In his latest film, Zeitgeist: Moving Forward, director Peter Joseph presents a case for a transition out of the current socioeconomic monetary paradigm which runs modern global society to a new sustainable resource based economy.
“A resource based economy explicitly wants to remove the actual mechanics of exchange and the market system itself,” Joseph explained.
He argued, “You have to understand, first of all, that the problems we are seeing I the world is not the result some bad policy or some legislation or inflationary cycle.”
Everyone suffers under the system that exists and suffering is inevitable, not because of politics or policy, but because of monetary existence. The system is flawed. Money is the problem. The focus should be resources, such as food, health and other aspects.

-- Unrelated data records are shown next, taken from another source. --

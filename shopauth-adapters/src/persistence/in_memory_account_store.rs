use std::sync::Arc;

use dashmap::DashMap;
use shopauth_core::{Account, AccountStore, AccountStoreError, Email};
use uuid::Uuid;

/// In-memory account store for tests and local development.
///
/// Mutations are read-modify-write, the same contract as the Postgres
/// store.
#[derive(Clone, Default)]
pub struct InMemoryAccountStore {
    accounts: Arc<DashMap<Uuid, Account>>,
}

impl InMemoryAccountStore {
    pub fn new() -> Self {
        Self::default()
    }
}

#[async_trait::async_trait]
impl AccountStore for InMemoryAccountStore {
    async fn add_account(&self, account: Account) -> Result<(), AccountStoreError> {
        if self
            .accounts
            .iter()
            .any(|entry| entry.value().email() == account.email())
        {
            return Err(AccountStoreError::AccountAlreadyExists);
        }
        self.accounts.insert(account.id(), account);
        Ok(())
    }

    async fn find_by_email(&self, email: &Email) -> Result<Account, AccountStoreError> {
        self.accounts
            .iter()
            .find(|entry| entry.value().email() == email)
            .map(|entry| entry.value().clone())
            .ok_or(AccountStoreError::AccountNotFound)
    }

    async fn find_by_id(&self, id: Uuid) -> Result<Account, AccountStoreError> {
        self.accounts
            .get(&id)
            .map(|entry| entry.value().clone())
            .ok_or(AccountStoreError::AccountNotFound)
    }

    async fn save(&self, account: &Account) -> Result<(), AccountStoreError> {
        if !self.accounts.contains_key(&account.id()) {
            return Err(AccountStoreError::AccountNotFound);
        }
        self.accounts.insert(account.id(), account.clone());
        Ok(())
    }
}
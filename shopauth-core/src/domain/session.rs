use serde::{Deserialize, Serialize};
use uuid::Uuid;

/// Server-stored random value bound into every session token.
///
/// Rotating it invalidates all previously issued tokens for the account
/// in a single write; clearing it revokes the session outright.
#[derive(Debug, Clone, PartialEq, Eq, Serialize, Deserialize)]
pub struct SessionId(String);

impl SessionId {
    pub fn generate() -> Self {
        Self(Uuid::new_v4().simple().to_string())
    }

    pub fn as_str(&self) -> &str {
        &self.0
    }
}

impl From<String> for SessionId {
    fn from(value: String) -> Self {
        Self(value)
    }
}

impl std::fmt::Display for SessionId {
    fn fmt(&self, f: &mut std::fmt::Formatter<'_>) -> std::fmt::Result {
        f.write_str(&self.0)
    }
}
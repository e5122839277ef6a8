use axum::{extract::State, http::StatusCode, response::IntoResponse, Json};
use secrecy::Secret;
use serde::{Deserialize, Serialize};
use shopauth_application::RegisterUseCase;
use shopauth_core::{AccountStore, Email, EmailClient, Password, PasswordHasher};

use super::error::AuthApiError;
use crate::http::AppState;

#[derive(Debug, Deserialize)]
pub struct SignupRequest {
    pub email: Secret<String>,
    pub name: String,
    pub password: Secret<String>,
}

#[derive(Debug, Serialize)]
pub struct SignupResponse {
    pub message: String,
}

#[tracing::instrument(name = "Signup", skip_all, fields(role = %state.role))]
pub async fn signup<S, H, E>(
    State(state): State<AppState<S, H, E>>,
    Json(request): Json<SignupRequest>,
) -> Result<impl IntoResponse, AuthApiError>
where
    S: AccountStore + Clone + 'static,
    H: PasswordHasher + Clone + 'static,
    E: EmailClient + Clone + 'static,
{
    let email = Email::try_from(request.email)?;
    let password = Password::try_from(request.password)?;

    let name = request.name.trim().to_string();
    if name.is_empty() {
        return Err(AuthApiError::InvalidInput("Name cannot be empty".to_string()));
    }

    let use_case = RegisterUseCase::new(state.stores.clone(), state.hasher.clone());
    use_case.execute(state.role, email, name, password).await?;

    Ok((
        StatusCode::CREATED,
        Json(SignupResponse {
            message: "Account created successfully!".to_string(),
        }),
    ))
}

“We live in a technical reality, not a monetary one,” he added. “When you take a technical perspective as opposed to a monetary perspective we see we can resolve just about all the major human woes on this planet by restructuring the entire economic phenomenon to be truly economic – meaning preservation and sustainability.”
Joseph argued the world could get rid of major problems by restructuring and removing the class system that exists today, a system where 1 percent of the people have all the money and power and an invested interest in keeping the system in place.
“An entirely new approach can be taken,” he said.
If the world shifted to a view of shared good as opposed to individual good, everyone would benefit and poverty, hunger, crime, war and health crisis would be eliminated, he contended.
Under a system of nature and viewing the world as one lance, not a place with many places, we can create a single human society and meet all human needs collectively.